Friday’s figures met this threshold, signaling an abrupt economic downshift. Consequently, investors sought safer assets, leading to declines in major stock indices: the S&P 500 dropped 2%, the Nasdaq 2.5%, and the Dow 1.5%. This trend continued into Monday with further sell-offs overseas.

The crypto market’s rapid decline raises questions about its role as either a speculative asset or a hedge against inflation and recession. Despite hopes that crypto could act as a risk hedge, the recent crash suggests it remains a speculative investment.

Since the downturn, the crypto market has seen its largest three-day sell-off in nearly a year, losing over $500 billion in market value. According to CoinGlass data, this bloodbath wiped out more than $1 billion in leveraged positions within the last 24 hours, including $365 million in Bitcoin and $348 million in Ether.

Khushboo Khullar of Lightning Ventures, speaking to Bloomberg, argued that the crypto sell-off is part of a broader liquidity panic as traders rush to cover margin calls. Khullar views this as a temporary sell-off, presenting a potential buying opportunity.

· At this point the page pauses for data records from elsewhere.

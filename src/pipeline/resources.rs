// SPDX-License-Identifier: MIT OR Apache-2.0
// Copyright (c) 2025 dagflow contributors

//! Resource profiles and Kubernetes-style quantities
//!
//! Profiles are advisory: they never affect graph validity and are handed to
//! the execution substrate unchanged.

use regex::Regex;
use serde::{Deserialize, Serialize};
use std::collections::BTreeMap;
use std::fmt;
use std::str::FromStr;
use std::sync::OnceLock;

use crate::errors::DagflowError;

fn cpu_pattern() -> &'static Regex {
    static PATTERN: OnceLock<Regex> = OnceLock::new();
    PATTERN.get_or_init(|| Regex::new(r"^(\d+(?:\.\d+)?)(m?)$").expect("valid regex"))
}

fn memory_pattern() -> &'static Regex {
    static PATTERN: OnceLock<Regex> = OnceLock::new();
    PATTERN.get_or_init(|| {
        Regex::new(r"^(\d+(?:\.\d+)?)(Ki|Mi|Gi|Ti|Pi|Ei|k|K|M|G|T|P|E)?$").expect("valid regex")
    })
}

const BINARY_UNITS: [(&str, u64); 6] = [
    ("Ei", 1 << 60),
    ("Pi", 1 << 50),
    ("Ti", 1 << 40),
    ("Gi", 1 << 30),
    ("Mi", 1 << 20),
    ("Ki", 1 << 10),
];

const DECIMAL_UNITS: [(&str, u64); 6] = [
    ("E", 1_000_000_000_000_000_000),
    ("P", 1_000_000_000_000_000),
    ("T", 1_000_000_000_000),
    ("G", 1_000_000_000),
    ("M", 1_000_000),
    ("k", 1_000),
];

fn invalid(value: &str, reason: &str) -> DagflowError {
    DagflowError::InvalidQuantity {
        value: value.to_string(),
        reason: reason.to_string(),
    }
}

/// CPU quantity in millicores
#[derive(Debug, Clone, Copy, PartialEq, Eq, PartialOrd, Ord, Hash, Serialize, Deserialize)]
#[serde(try_from = "String", into = "String")]
pub struct CpuQuantity {
    millis: u64,
}

impl CpuQuantity {
    pub fn from_millis(millis: u64) -> Self {
        Self { millis }
    }

    pub fn millis(&self) -> u64 {
        self.millis
    }

    /// Parse `"500m"`, `"2"` or `"1.5"`
    pub fn parse(text: &str) -> Result<Self, DagflowError> {
        let caps = cpu_pattern()
            .captures(text.trim())
            .ok_or_else(|| invalid(text, "expected cores (\"2\", \"0.5\") or millicores (\"500m\")"))?;
        let number = &caps[1];
        let millis = if &caps[2] == "m" {
            number
                .parse::<u64>()
                .map_err(|_| invalid(text, "millicores must be a whole number"))?
        } else {
            let cores: f64 = number.parse().map_err(|_| invalid(text, "not a number"))?;
            let millis = cores * 1000.0;
            if (millis - millis.round()).abs() > 1e-6 {
                return Err(invalid(text, "precision finer than 1m"));
            }
            millis.round() as u64
        };
        Ok(Self { millis })
    }
}

impl fmt::Display for CpuQuantity {
    fn fmt(&self, f: &mut fmt::Formatter<'_>) -> fmt::Result {
        if self.millis % 1000 == 0 {
            write!(f, "{}", self.millis / 1000)
        } else {
            write!(f, "{}m", self.millis)
        }
    }
}

impl FromStr for CpuQuantity {
    type Err = DagflowError;

    fn from_str(s: &str) -> Result<Self, Self::Err> {
        Self::parse(s)
    }
}

impl TryFrom<String> for CpuQuantity {
    type Error = DagflowError;

    fn try_from(value: String) -> Result<Self, Self::Error> {
        Self::parse(&value)
    }
}

impl From<CpuQuantity> for String {
    fn from(value: CpuQuantity) -> Self {
        value.to_string()
    }
}

/// Memory quantity in bytes
#[derive(Debug, Clone, Copy, PartialEq, Eq, PartialOrd, Ord, Hash, Serialize, Deserialize)]
#[serde(try_from = "String", into = "String")]
pub struct MemoryQuantity {
    bytes: u64,
}

impl MemoryQuantity {
    pub fn from_bytes(bytes: u64) -> Self {
        Self { bytes }
    }

    pub fn bytes(&self) -> u64 {
        self.bytes
    }

    /// Parse `"512Mi"`, `"1Gi"`, `"2G"` or plain bytes
    pub fn parse(text: &str) -> Result<Self, DagflowError> {
        let caps = memory_pattern()
            .captures(text.trim())
            .ok_or_else(|| invalid(text, "expected bytes with an optional unit (Ki, Mi, Gi, k, M, G...)"))?;
        let multiplier = match caps.get(2).map(|m| m.as_str()) {
            None => 1,
            Some("K") => 1_000,
            Some(unit) => BINARY_UNITS
                .iter()
                .chain(DECIMAL_UNITS.iter())
                .find(|(name, _)| *name == unit)
                .map(|(_, factor)| *factor)
                .ok_or_else(|| invalid(text, "unknown unit"))?,
        };
        let number: f64 = caps[1].parse().map_err(|_| invalid(text, "not a number"))?;
        let bytes = number * multiplier as f64;
        if bytes.fract() != 0.0 || bytes > u64::MAX as f64 {
            return Err(invalid(text, "not a whole number of bytes"));
        }
        Ok(Self { bytes: bytes as u64 })
    }

    fn best_unit(&self, units: &[(&'static str, u64)]) -> Option<(u64, &'static str)> {
        units
            .iter()
            .find(|(_, factor)| self.bytes >= *factor && self.bytes % factor == 0)
            .map(|(name, factor)| (self.bytes / factor, *name))
    }
}

impl fmt::Display for MemoryQuantity {
    fn fmt(&self, f: &mut fmt::Formatter<'_>) -> fmt::Result {
        let candidates = [self.best_unit(&BINARY_UNITS), self.best_unit(&DECIMAL_UNITS)];
        match candidates.into_iter().flatten().min_by_key(|(n, _)| *n) {
            Some((n, unit)) => write!(f, "{}{}", n, unit),
            None => write!(f, "{}", self.bytes),
        }
    }
}

impl FromStr for MemoryQuantity {
    type Err = DagflowError;

    fn from_str(s: &str) -> Result<Self, Self::Err> {
        Self::parse(s)
    }
}

impl TryFrom<String> for MemoryQuantity {
    type Error = DagflowError;

    fn try_from(value: String) -> Result<Self, Self::Error> {
        Self::parse(&value)
    }
}

impl From<MemoryQuantity> for String {
    fn from(value: MemoryQuantity) -> Self {
        value.to_string()
    }
}

/// Compute requirements and placement constraints for a task.
///
/// Immutable: every `with_*` call returns a new profile.
#[derive(Debug, Clone, Default, PartialEq, Eq, Serialize, Deserialize)]
pub struct ResourceProfile {
    #[serde(default, skip_serializing_if = "Option::is_none")]
    cpu_request: Option<CpuQuantity>,
    #[serde(default, skip_serializing_if = "Option::is_none")]
    cpu_limit: Option<CpuQuantity>,
    #[serde(default, skip_serializing_if = "Option::is_none")]
    memory_request: Option<MemoryQuantity>,
    #[serde(default, skip_serializing_if = "Option::is_none")]
    memory_limit: Option<MemoryQuantity>,
    #[serde(default, skip_serializing_if = "BTreeMap::is_empty")]
    node_selector: BTreeMap<String, String>,
}

impl ResourceProfile {
    pub fn new() -> Self {
        Self::default()
    }

    pub fn with_cpu_request(&self, cpu: CpuQuantity) -> Self {
        Self {
            cpu_request: Some(cpu),
            ..self.clone()
        }
    }

    pub fn with_cpu_limit(&self, cpu: CpuQuantity) -> Self {
        Self {
            cpu_limit: Some(cpu),
            ..self.clone()
        }
    }

    pub fn with_memory_request(&self, memory: MemoryQuantity) -> Self {
        Self {
            memory_request: Some(memory),
            ..self.clone()
        }
    }

    pub fn with_memory_limit(&self, memory: MemoryQuantity) -> Self {
        Self {
            memory_limit: Some(memory),
            ..self.clone()
        }
    }

    pub fn with_node_selector(&self, key: impl Into<String>, value: impl Into<String>) -> Self {
        let mut next = self.clone();
        next.node_selector.insert(key.into(), value.into());
        next
    }

    /// Parse request and limit quantities in one go, e.g. `("500m", "1000m", "1Gi", "2Gi")`
    pub fn parse(
        cpu_request: &str,
        cpu_limit: &str,
        memory_request: &str,
        memory_limit: &str,
    ) -> Result<Self, DagflowError> {
        Ok(Self::new()
            .with_cpu_request(cpu_request.parse()?)
            .with_cpu_limit(cpu_limit.parse()?)
            .with_memory_request(memory_request.parse()?)
            .with_memory_limit(memory_limit.parse()?))
    }

    pub fn cpu_request(&self) -> Option<CpuQuantity> {
        self.cpu_request
    }

    pub fn cpu_limit(&self) -> Option<CpuQuantity> {
        self.cpu_limit
    }

    pub fn memory_request(&self) -> Option<MemoryQuantity> {
        self.memory_request
    }

    pub fn memory_limit(&self) -> Option<MemoryQuantity> {
        self.memory_limit
    }

    pub fn node_selector(&self) -> &BTreeMap<String, String> {
        &self.node_selector
    }

    pub fn is_empty(&self) -> bool {
        *self == Self::default()
    }

    /// Overlay `overrides` on this profile; set fields in `overrides` win
    pub fn merged_with(&self, overrides: &ResourceProfile) -> Self {
        let mut node_selector = self.node_selector.clone();
        node_selector.extend(overrides.node_selector.clone());
        Self {
            cpu_request: overrides.cpu_request.or(self.cpu_request),
            cpu_limit: overrides.cpu_limit.or(self.cpu_limit),
            memory_request: overrides.memory_request.or(self.memory_request),
            memory_limit: overrides.memory_limit.or(self.memory_limit),
            node_selector,
        }
    }

    /// Advisory problems, such as a request above its limit
    pub fn warnings(&self) -> Vec<String> {
        let mut warnings = Vec::new();
        if let (Some(req), Some(lim)) = (self.cpu_request, self.cpu_limit) {
            if req > lim {
                warnings.push(format!("cpu request {} exceeds limit {}", req, lim));
            }
        }
        if let (Some(req), Some(lim)) = (self.memory_request, self.memory_limit) {
            if req > lim {
                warnings.push(format!("memory request {} exceeds limit {}", req, lim));
            }
        }
        warnings
    }
}

impl fmt::Display for ResourceProfile {
    fn fmt(&self, f: &mut fmt::Formatter<'_>) -> fmt::Result {
        let fmt_pair = |req: Option<String>, lim: Option<String>| match (req, lim) {
            (Some(r), Some(l)) => Some(format!("{}/{}", r, l)),
            (Some(r), None) => Some(r),
            (None, Some(l)) => Some(format!("-/{}", l)),
            (None, None) => None,
        };

        let mut parts = Vec::new();
        if let Some(cpu) = fmt_pair(
            self.cpu_request.map(|q| q.to_string()),
            self.cpu_limit.map(|q| q.to_string()),
        ) {
            parts.push(format!("cpu={}", cpu));
        }
        if let Some(mem) = fmt_pair(
            self.memory_request.map(|q| q.to_string()),
            self.memory_limit.map(|q| q.to_string()),
        ) {
            parts.push(format!("memory={}", mem));
        }
        for (k, v) in &self.node_selector {
            parts.push(format!("{}={}", k, v));
        }

        if parts.is_empty() {
            f.write_str("default")
        } else {
            f.write_str(&parts.join(" "))
        }
    }
}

Josh Gilbert, an eToro market analyst, supports Khullar’s perspective, suggesting that the expected Federal Reserve rate cuts could benefit crypto assets. “Crypto assets have sold off, but many investors will see an opportunity. We see Federal Reserve rate cuts, which are now likely to come sharper than expected, as hugely positive for crypto assets,” Gilbert told Coindesk.

Despite the recent volatility, crypto continues to make strides toward mainstream acceptance. Notably, Morgan Stanley will allow its advisors to offer Bitcoin ETFs starting Wednesday. This follows more than half a year after the introduction of the first Bitcoin ETF. The investment bank will enable over 15,000 of its financial advisors to sell BlackRock’s IBIT and Fidelity’s FBTC. This move is seen as a significant step toward the “mainstreamization” of crypto, given the lengthy regulatory and company processes in major investment banks.

The recent crypto market downturn highlights its volatility and the broader economic concerns affecting all risk assets. While some analysts see the current situation as a temporary sell-off and a buying opportunity, others caution against the speculative nature of crypto. As the market evolves, its role as a mainstream alternative asset continues to grow, marked by increasing institutional acceptance and new investment opportunities.